Wisconsin ranks sixth in the country for access to free preschool programs for 4-year-olds, according to the annual State of Preschool report from the National Institute of Early Education Research.
The institute found 64 percent of Wisconsin 4-year-olds were enrolled in state-funded preschool in 2015, down from 66 percent in 2014, but still more than double the national average of 29 percent.
An additional 7 percent of 4-year-olds were enrolled in Head Start, a free, federally funded preschool program for children from low-income households.
Just 1 percent of Wisconsin’s 3-year-olds attended a state-funded preschool program in 2015, putting the state in the middle of the pack nationally for access. An additional 10 percent of 3-year-olds were enrolled in Head Start.
Part of the reason for Wisconsin’s high rate of preschool attendance is the state’s 4-year-old kindergarten, or 4K, program. Free, voluntary schooling for 4-year-olds was written into the state’s constitution in 1848. In 2015, 95 percent of the state’s eligible school districts offered 4K. School districts that opt to offer the part-time program receive state funds equal to about half the support they receive for older students.
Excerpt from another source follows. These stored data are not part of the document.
//! ouroboros-binder: registration-time argument binding compiler
//!
//! Turns a handler's declared parameters into a specialized procedure that
//! pulls exactly the values the handler needs out of an incoming request:
//! - Binder: analyzes the declaration once per route (sources, extractors, flags)
//! - Classifier: assigns one dispatch pattern per handler
//! - Injector: composes a per-pattern closure producing `(args, kwargs)`
//! - Dependencies: compiled recursively, cached per request, resolved concurrently
//!
//! # Example
//!
//! ```rust
//! use ouroboros_binder::{compile_binder, Annotation, Arg, Handler, HttpMethod, Param, Request, RequestParts, RequestScope, Value};
//!
//! # #[tokio::main(flavor = "current_thread")]
//! # async fn main() {
//! let handler = Handler::builder("get_item")
//!     .param(Param::new("id", Annotation::int()))
//!     .param(Param::new("q", Annotation::optional(Annotation::string())).default("all"))
//!     .build_async(|args| async move { Ok(Arg::Value(args.value("q").cloned().unwrap_or(Value::Null))) });
//!
//! let metadata = compile_binder(&handler, HttpMethod::Get, "/items/{id}").unwrap();
//!
//! let request = Request::new(
//!     RequestParts::new(HttpMethod::Get, "/items/5").with_path_param("id", Value::Int(5)),
//! );
//! let scope = RequestScope::new();
//! let args = metadata.injector().inject(&request, &scope).await.unwrap();
//! assert_eq!(args.value("q"), Some(&Value::from("all")));
//! # }
//! ```

pub mod binder;
pub mod config;
pub mod decoder;
pub mod dependency;
pub mod dispatch;
pub mod error;
pub mod extractors;
pub mod field;
pub mod handler;
pub mod http;
pub mod inference;
pub mod injector;
pub mod pattern;
pub mod request;
pub mod response;
pub mod scope;
pub mod types;
pub mod upload;
pub mod validators;
pub mod value;

// Re-exports
pub use binder::{compile_binder, BinderCompiler, HandlerBinding, HandlerMetadata};
pub use config::{BinderConfig, DependencyOverrides};
pub use decoder::{BodyDecoder, DecodeError, JsonDecoder};
pub use dependency::{CompiledDependency, DependencySpec};
pub use dispatch::{dispatch, dispatch_with, CompiledRoute, DispatchTable, RouteRegistry};
pub use error::{ApiError, ApiResult, BinderError, ErrorType, SourcePosition, ValidationError, ValidationErrors};
pub use extractors::Extractor;
pub use field::{FieldDefinition, FieldDefinitionBuilder, PassKind, Source};
pub use handler::{BoxFuture, Depends, ExecutionMode, Handler, HandlerBuilder, HandlerId, Marker, Param, ParamKind};
pub use http::{HttpMethod, RoutePattern};
pub use inference::infer_source;
pub use injector::{compile_argument_injector, compile_full_injector, Injector};
pub use pattern::{classify, HandlerFlags, HandlerMode, HandlerPattern, SourceSummary};
pub use request::{FilePart, FormView, Request, RequestParts};
pub use response::{DispatchResponse, JsonSerializer, ResponseDescriptor, ResponseSerializer};
pub use scope::RequestScope;
pub use types::{
    Annotation, InvalidPattern, ModelField, ModelSchema, NumericConstraints, StringConstraints, StringFormat, StringPattern,
};
pub use upload::{HeldUploads, UploadConfig, UploadFile};
pub use value::{Arg, CallArgs, Value};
Despite the high participation numbers however, the 4K program hit only five of the institute’s 10 quality benchmarks, like class sizes of 20 students or fewer.
Meeting those quality standards takes a high-regulation approach, said University of Wisconsin-Madison early childhood education Professor Beth Graue.
“Which means teachers have to have certain types of degrees, you have to use certain types of curricula, assistant teachers have to have certain backgrounds,” she said. “And Wisconsin tends to take a local control approach instead.”
One advantage of that approach is that it gives school districts the flexibility to meet the needs and interests of their communities.
“On the con side, many of the criteria that are stated in the standards are correlated with preschool quality, which is then correlated with child outcomes,” Graue said.
Those outcomes can include higher high school graduation and lower incarceration rates.
Graue has been working with the institute to study how Wisconsin’s locally driven approach to operating 4K programs plays out for children. Their findings will be published later this year.